What to work on:
Each line of the data below that includes the string "AnalyticsError" must be copied.

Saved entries
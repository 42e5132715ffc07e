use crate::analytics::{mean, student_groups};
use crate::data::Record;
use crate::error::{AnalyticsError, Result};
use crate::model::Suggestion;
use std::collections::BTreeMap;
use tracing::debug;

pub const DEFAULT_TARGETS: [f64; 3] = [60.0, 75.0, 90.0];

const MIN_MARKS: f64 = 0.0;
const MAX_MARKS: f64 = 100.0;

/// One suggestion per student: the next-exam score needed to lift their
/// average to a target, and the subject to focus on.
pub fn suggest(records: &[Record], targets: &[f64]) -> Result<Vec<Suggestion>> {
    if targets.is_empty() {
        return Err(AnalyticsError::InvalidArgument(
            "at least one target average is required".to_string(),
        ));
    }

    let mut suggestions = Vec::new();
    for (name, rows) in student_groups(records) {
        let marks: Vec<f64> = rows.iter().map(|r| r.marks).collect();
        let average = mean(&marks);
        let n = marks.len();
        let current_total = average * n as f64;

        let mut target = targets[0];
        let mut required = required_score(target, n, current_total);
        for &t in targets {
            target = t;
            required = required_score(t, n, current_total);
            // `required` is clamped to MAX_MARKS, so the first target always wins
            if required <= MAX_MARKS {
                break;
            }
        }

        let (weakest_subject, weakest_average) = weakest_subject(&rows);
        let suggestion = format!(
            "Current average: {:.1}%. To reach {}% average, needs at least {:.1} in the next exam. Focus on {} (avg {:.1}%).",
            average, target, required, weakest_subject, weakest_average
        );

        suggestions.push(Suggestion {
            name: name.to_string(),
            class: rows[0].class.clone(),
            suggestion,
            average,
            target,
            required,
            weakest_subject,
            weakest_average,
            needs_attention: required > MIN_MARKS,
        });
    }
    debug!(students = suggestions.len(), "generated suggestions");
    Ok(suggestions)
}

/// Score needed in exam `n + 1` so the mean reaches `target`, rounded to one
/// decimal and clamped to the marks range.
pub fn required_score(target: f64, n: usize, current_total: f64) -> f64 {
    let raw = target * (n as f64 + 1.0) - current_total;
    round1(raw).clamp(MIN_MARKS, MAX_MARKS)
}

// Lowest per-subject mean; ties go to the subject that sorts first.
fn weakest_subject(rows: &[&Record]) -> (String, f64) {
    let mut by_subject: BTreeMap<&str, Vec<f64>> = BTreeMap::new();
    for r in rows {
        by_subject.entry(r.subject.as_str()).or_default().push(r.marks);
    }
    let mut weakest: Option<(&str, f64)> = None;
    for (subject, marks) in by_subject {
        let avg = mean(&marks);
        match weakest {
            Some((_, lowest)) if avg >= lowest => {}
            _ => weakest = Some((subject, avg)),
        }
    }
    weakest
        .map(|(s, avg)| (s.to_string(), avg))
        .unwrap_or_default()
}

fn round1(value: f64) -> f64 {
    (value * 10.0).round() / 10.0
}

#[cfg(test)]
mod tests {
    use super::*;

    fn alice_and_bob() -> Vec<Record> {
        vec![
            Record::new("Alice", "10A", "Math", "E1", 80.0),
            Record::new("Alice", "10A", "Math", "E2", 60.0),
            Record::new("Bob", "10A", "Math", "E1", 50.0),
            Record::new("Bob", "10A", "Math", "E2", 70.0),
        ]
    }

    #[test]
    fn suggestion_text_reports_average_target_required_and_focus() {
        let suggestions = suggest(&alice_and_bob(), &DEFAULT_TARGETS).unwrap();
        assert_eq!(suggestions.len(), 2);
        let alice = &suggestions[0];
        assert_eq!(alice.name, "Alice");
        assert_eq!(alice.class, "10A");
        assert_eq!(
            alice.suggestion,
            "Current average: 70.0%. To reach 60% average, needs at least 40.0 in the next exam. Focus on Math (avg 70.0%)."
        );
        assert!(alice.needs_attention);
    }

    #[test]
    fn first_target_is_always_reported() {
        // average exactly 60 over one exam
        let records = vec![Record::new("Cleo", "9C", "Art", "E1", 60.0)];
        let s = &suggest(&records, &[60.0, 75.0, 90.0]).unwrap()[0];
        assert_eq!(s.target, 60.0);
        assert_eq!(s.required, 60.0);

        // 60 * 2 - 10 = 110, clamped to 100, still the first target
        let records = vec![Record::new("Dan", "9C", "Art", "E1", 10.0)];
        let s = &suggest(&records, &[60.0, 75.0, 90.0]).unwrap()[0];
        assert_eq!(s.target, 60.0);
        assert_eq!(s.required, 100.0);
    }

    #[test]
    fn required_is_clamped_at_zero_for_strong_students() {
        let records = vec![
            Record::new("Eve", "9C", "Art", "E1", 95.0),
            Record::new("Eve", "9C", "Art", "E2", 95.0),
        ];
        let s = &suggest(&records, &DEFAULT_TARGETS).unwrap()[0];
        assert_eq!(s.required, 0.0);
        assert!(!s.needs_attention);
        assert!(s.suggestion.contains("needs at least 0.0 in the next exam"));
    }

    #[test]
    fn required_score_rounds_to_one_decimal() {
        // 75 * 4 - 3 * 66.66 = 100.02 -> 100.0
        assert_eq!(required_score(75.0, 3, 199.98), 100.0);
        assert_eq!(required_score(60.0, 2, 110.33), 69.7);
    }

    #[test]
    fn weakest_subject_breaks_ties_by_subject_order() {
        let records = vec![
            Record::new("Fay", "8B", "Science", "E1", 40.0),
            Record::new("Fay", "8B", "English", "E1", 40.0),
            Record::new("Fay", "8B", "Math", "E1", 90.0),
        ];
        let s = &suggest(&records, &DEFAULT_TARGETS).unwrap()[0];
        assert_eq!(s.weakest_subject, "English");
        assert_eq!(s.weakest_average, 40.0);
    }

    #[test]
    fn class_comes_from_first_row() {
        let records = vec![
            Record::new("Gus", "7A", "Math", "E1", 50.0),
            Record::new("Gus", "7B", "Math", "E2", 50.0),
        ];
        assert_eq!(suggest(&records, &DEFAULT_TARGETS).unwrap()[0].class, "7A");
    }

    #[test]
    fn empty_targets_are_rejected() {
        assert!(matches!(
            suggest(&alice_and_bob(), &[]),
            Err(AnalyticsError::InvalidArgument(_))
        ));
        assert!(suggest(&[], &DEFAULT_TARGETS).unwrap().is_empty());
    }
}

Problem solution:
use crate::error::{AnalyticsError, Result};
        return Err(AnalyticsError::InvalidArgument(
            Err(AnalyticsError::InvalidArgument(_))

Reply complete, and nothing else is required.